(Material for the task begins)

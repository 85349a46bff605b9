//! Domain editing, locking and validation.

use designer_model::{
    Domain, DomainConfig, FieldConfig, FieldError, LockState, MISSING_PROPERTIES_MESSAGE,
    ModelError, PropertyType, Severity, ValidationException,
};

fn named_domain(names: &[&str], mandatory: &[&str]) -> Domain {
    Domain::create(DomainConfig {
        name: Some("Results".to_string()),
        fields: names.iter().map(|name| FieldConfig::named(*name)).collect(),
        mandatory_field_names: mandatory.iter().map(|name| name.to_string()).collect(),
        ..DomainConfig::default()
    })
}

#[test]
fn mandatory_names_lock_fields_regardless_of_case() {
    let domain = named_domain(&["abc", "def"], &["abc", "DEF"]);
    assert!(
        domain
            .fields
            .iter()
            .all(|field| field.lock_type == LockState::PartiallyLocked)
    );

    let domain = named_domain(&["abc", "def"], &[]);
    assert!(
        domain
            .fields
            .iter()
            .all(|field| field.lock_type == LockState::NotLocked)
    );
}

#[test]
fn added_fields_pick_up_mandatory_locks() {
    let domain = named_domain(&[], &["Visit"]).add_field(Some(FieldConfig::named("VISIT")));
    assert_eq!(domain.fields[0].lock_type, LockState::PartiallyLocked);
    assert!(!domain.fields[0].can_remove());
}

#[test]
fn add_field_applies_defaults() {
    let domain = named_domain(&["a"], &[])
        .add_field(None)
        .add_field(Some(FieldConfig::named("Count").with_type(PropertyType::Integer)));
    assert_eq!(domain.fields.len(), 3);
    assert_eq!(domain.fields[1].data_type, PropertyType::Text);
    assert!(domain.fields[1].name.is_empty());
    assert!(domain.fields[2].measure);
    assert!(!domain.fields[2].dimension);
}

#[test]
fn validate_reports_invalid_rows() {
    let domain = named_domain(&["a", "", "c"], &[]).validate();
    let exception = domain.exception.as_ref().expect("exception attached");
    assert_eq!(exception.exception, MISSING_PROPERTIES_MESSAGE);
    assert_eq!(exception.severity, Severity::Error);
    assert_eq!(exception.errors.len(), 1);
    assert_eq!(exception.errors[0].row_indexes, vec![1]);
    assert_eq!(domain.invalid_fields().keys().copied().collect::<Vec<_>>(), vec![1]);
}

#[test]
fn validate_is_idempotent() {
    let mut domain = named_domain(&["a", "", "c"], &[]);
    domain.exception = Some(ValidationException::new(
        "warned",
        Severity::Warn,
        vec![FieldError::new("odd name", Severity::Warn).for_field("a").at_rows(vec![0])],
    ));
    let once = domain.validate();
    let twice = once.validate();
    assert_eq!(once.exception, twice.exception);
    assert_eq!(once.error_count(), 1);
    assert_eq!(once.warning_count(), 1);
}

#[test]
fn validate_clears_exception_when_fields_are_valid() {
    let domain = named_domain(&["a", ""], &[]).validate();
    assert!(domain.has_exception());
    let fixed = domain
        .replace_field(1, domain.fields[1].with_name("b"))
        .unwrap()
        .validate();
    assert!(!fixed.has_exception());
}

#[test]
fn remove_field_renumbers_errors() {
    let mut domain = named_domain(&["a", "b", "c", "d"], &[]);
    domain.exception = Some(ValidationException::new(
        "bad",
        Severity::Error,
        vec![
            FieldError::new("on b", Severity::Error).at_rows(vec![1]),
            FieldError::new("on d", Severity::Error).at_rows(vec![3]),
            FieldError::new("domain-wide", Severity::Error),
        ],
    ));

    let removed = domain.remove_field(1).unwrap();
    let names: Vec<_> = removed.fields.iter().map(|f| f.name.as_str()).collect();
    assert_eq!(names, vec!["a", "c", "d"]);
    let exception = removed.exception.as_ref().unwrap();
    assert_eq!(exception.errors.len(), 2);
    assert_eq!(exception.errors[0].message, "on d");
    assert_eq!(exception.errors[0].row_indexes, vec![2]);
    assert!(exception.errors[1].row_indexes.is_empty());
}

#[test]
fn removing_the_last_erroring_field_clears_exception() {
    let mut domain = named_domain(&["a", "b"], &[]);
    domain.exception = Some(ValidationException::new(
        "bad",
        Severity::Error,
        vec![FieldError::new("on a", Severity::Error).at_rows(vec![0])],
    ));
    let removed = domain.remove_field(0).unwrap();
    assert!(removed.exception.is_none());
    assert_eq!(
        domain.remove_field(2),
        Err(ModelError::RowOutOfRange { index: 2, len: 2 })
    );
}

#[test]
fn removing_the_only_error_leaves_a_warning_exception() {
    let mut domain = named_domain(&["a", "b"], &[]);
    domain.exception = Some(ValidationException::new(
        "bad",
        Severity::Error,
        vec![
            FieldError::new("odd name", Severity::Warn).at_rows(vec![0]),
            FieldError::new("on b", Severity::Error).at_rows(vec![1]),
        ],
    ));
    assert_eq!(domain.error_count(), 1);

    let removed = domain.remove_field(1).unwrap();
    let exception = removed.exception.as_ref().unwrap();
    assert_eq!(exception.severity, Severity::Warn);
    assert_eq!(exception.errors.len(), 1);
    assert!(!exception.has_errors());
    assert_eq!(removed.error_count(), 0);
    assert_eq!(removed.warning_count(), 1);
}

#[test]
fn set_fields_clears_exception() {
    let domain = named_domain(&["a", ""], &[]).validate();
    let replaced = domain.set_fields(named_domain(&["x"], &[]).fields);
    assert!(replaced.exception.is_none());
    assert_eq!(replaced.fields[0].name, "x");
}

#[test]
fn operations_leave_input_untouched() {
    let domain = named_domain(&["a", "b"], &[]);
    let before = domain.clone();
    let _ = domain.add_field(None);
    let _ = domain.remove_field(0);
    let _ = domain.reorder(0, 1, None);
    let _ = domain.validate();
    assert_eq!(domain, before);
}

(Material for the task ends)

**Task statement:** Transcribe every record above exactly as written.

**Task solution:**
repository 85349a46bff605b9
//! Domain editing, locking and validation.

use designer_model::{
    Domain, DomainConfig, FieldConfig, FieldError, LockState, MISSING_PROPERTIES_MESSAGE,
    ModelError, PropertyType, Severity, ValidationException,
};

fn named_domain(names: &[&str], mandatory: &[&str]) -> Domain {
    Domain::create(DomainConfig {
        name: Some("Results".to_string()),
        fields: names.iter().map(|name| FieldConfig::named(*name)).collect(),
        mandatory_field_names: mandatory.iter().map(|name| name.to_string()).collect(),
        ..DomainConfig::default()
    })
}

#[test]
fn mandatory_names_lock_fields_regardless_of_case() {
    let domain = named_domain(&["abc", "def"], &["abc", "DEF"]);
    assert!(
        domain
            .fields
            .iter()
            .all(|field| field.lock_type == LockState::PartiallyLocked)
    );

    let domain = named_domain(&["abc", "def"], &[]);
    assert!(
        domain
            .fields
            .iter()
            .all(|field| field.lock_type == LockState::NotLocked)
    );
}

#[test]
fn added_fields_pick_up_mandatory_locks() {
    let domain = named_domain(&[], &["Visit"]).add_field(Some(FieldConfig::named("VISIT")));
    assert_eq!(domain.fields[0].lock_type, LockState::PartiallyLocked);
    assert!(!domain.fields[0].can_remove());
}

#[test]
fn add_field_applies_defaults() {
    let domain = named_domain(&["a"], &[])
        .add_field(None)
        .add_field(Some(FieldConfig::named("Count").with_type(PropertyType::Integer)));
    assert_eq!(domain.fields.len(), 3);
    assert_eq!(domain.fields[1].data_type, PropertyType::Text);
    assert!(domain.fields[1].name.is_empty());
    assert!(domain.fields[2].measure);
    assert!(!domain.fields[2].dimension);
}

#[test]
fn validate_reports_invalid_rows() {
    let domain = named_domain(&["a", "", "c"], &[]).validate();
    let exception = domain.exception.as_ref().expect("exception attached");
    assert_eq!(exception.exception, MISSING_PROPERTIES_MESSAGE);
    assert_eq!(exception.severity, Severity::Error);
    assert_eq!(exception.errors.len(), 1);
    assert_eq!(exception.errors[0].row_indexes, vec![1]);
    assert_eq!(domain.invalid_fields().keys().copied().collect::<Vec<_>>(), vec![1]);
}

#[test]
fn validate_is_idempotent() {
    let mut domain = named_domain(&["a", "", "c"], &[]);
    domain.exception = Some(ValidationException::new(
        "warned",
        Severity::Warn,
        vec![FieldError::new("odd name", Severity::Warn).for_field("a").at_rows(vec![0])],
    ));
    let once = domain.validate();
    let twice = once.validate();
    assert_eq!(once.exception, twice.exception);
    assert_eq!(once.error_count(), 1);
    assert_eq!(once.warning_count(), 1);
}

#[test]
fn validate_clears_exception_when_fields_are_valid() {
    let domain = named_domain(&["a", ""], &[]).validate();
    assert!(domain.has_exception());
    let fixed = domain
        .replace_field(1, domain.fields[1].with_name("b"))
        .unwrap()
        .validate();
    assert!(!fixed.has_exception());
}

#[test]
fn remove_field_renumbers_errors() {
    let mut domain = named_domain(&["a", "b", "c", "d"], &[]);
    domain.exception = Some(ValidationException::new(
        "bad",
        Severity::Error,
        vec![
            FieldError::new("on b", Severity::Error).at_rows(vec![1]),
            FieldError::new("on d", Severity::Error).at_rows(vec![3]),
            FieldError::new("domain-wide", Severity::Error),
        ],
    ));

    let removed = domain.remove_field(1).unwrap();
    let names: Vec<_> = removed.fields.iter().map(|f| f.name.as_str()).collect();
    assert_eq!(names, vec!["a", "c", "d"]);
    let exception = removed.exception.as_ref().unwrap();
    assert_eq!(exception.errors.len(), 2);
    assert_eq!(exception.errors[0].message, "on d");
    assert_eq!(exception.errors[0].row_indexes, vec![2]);
    assert!(exception.errors[1].row_indexes.is_empty());
}

#[test]
fn removing_the_last_erroring_field_clears_exception() {
    let mut domain = named_domain(&["a", "b"], &[]);
    domain.exception = Some(ValidationException::new(
        "bad",
        Severity::Error,
        vec![FieldError::new("on a", Severity::Error).at_rows(vec![0])],
    ));
    let removed = domain.remove_field(0).unwrap();
    assert!(removed.exception.is_none());
    assert_eq!(
        domain.remove_field(2),
        Err(ModelError::RowOutOfRange { index: 2, len: 2 })
    );
}

#[test]
fn removing_the_only_error_leaves_a_warning_exception() {
    let mut domain = named_domain(&["a", "b"], &[]);
    domain.exception = Some(ValidationException::new(
        "bad",
        Severity::Error,
        vec![
            FieldError::new("odd name", Severity::Warn).at_rows(vec![0]),
            FieldError::new("on b", Severity::Error).at_rows(vec![1]),
        ],
    ));
    assert_eq!(domain.error_count(), 1);

    let removed = domain.remove_field(1).unwrap();
    let exception = removed.exception.as_ref().unwrap();
    assert_eq!(exception.severity, Severity::Warn);
    assert_eq!(exception.errors.len(), 1);
    assert!(!exception.has_errors());
    assert_eq!(removed.error_count(), 0);
    assert_eq!(removed.warning_count(), 1);
}

#[test]
fn set_fields_clears_exception() {
    let domain = named_domain(&["a", ""], &[]).validate();
    let replaced = domain.set_fields(named_domain(&["x"], &[]).fields);
    assert!(replaced.exception.is_none());
    assert_eq!(replaced.fields[0].name, "x");
}

#[test]
fn operations_leave_input_untouched() {
    let domain = named_domain(&["a", "b"], &[]);
    let before = domain.clone();
    let _ = domain.add_field(None);
    let _ = domain.remove_field(0);
    let _ = domain.reorder(0, 1, None);
    let _ = domain.validate();
    assert_eq!(domain, before);
}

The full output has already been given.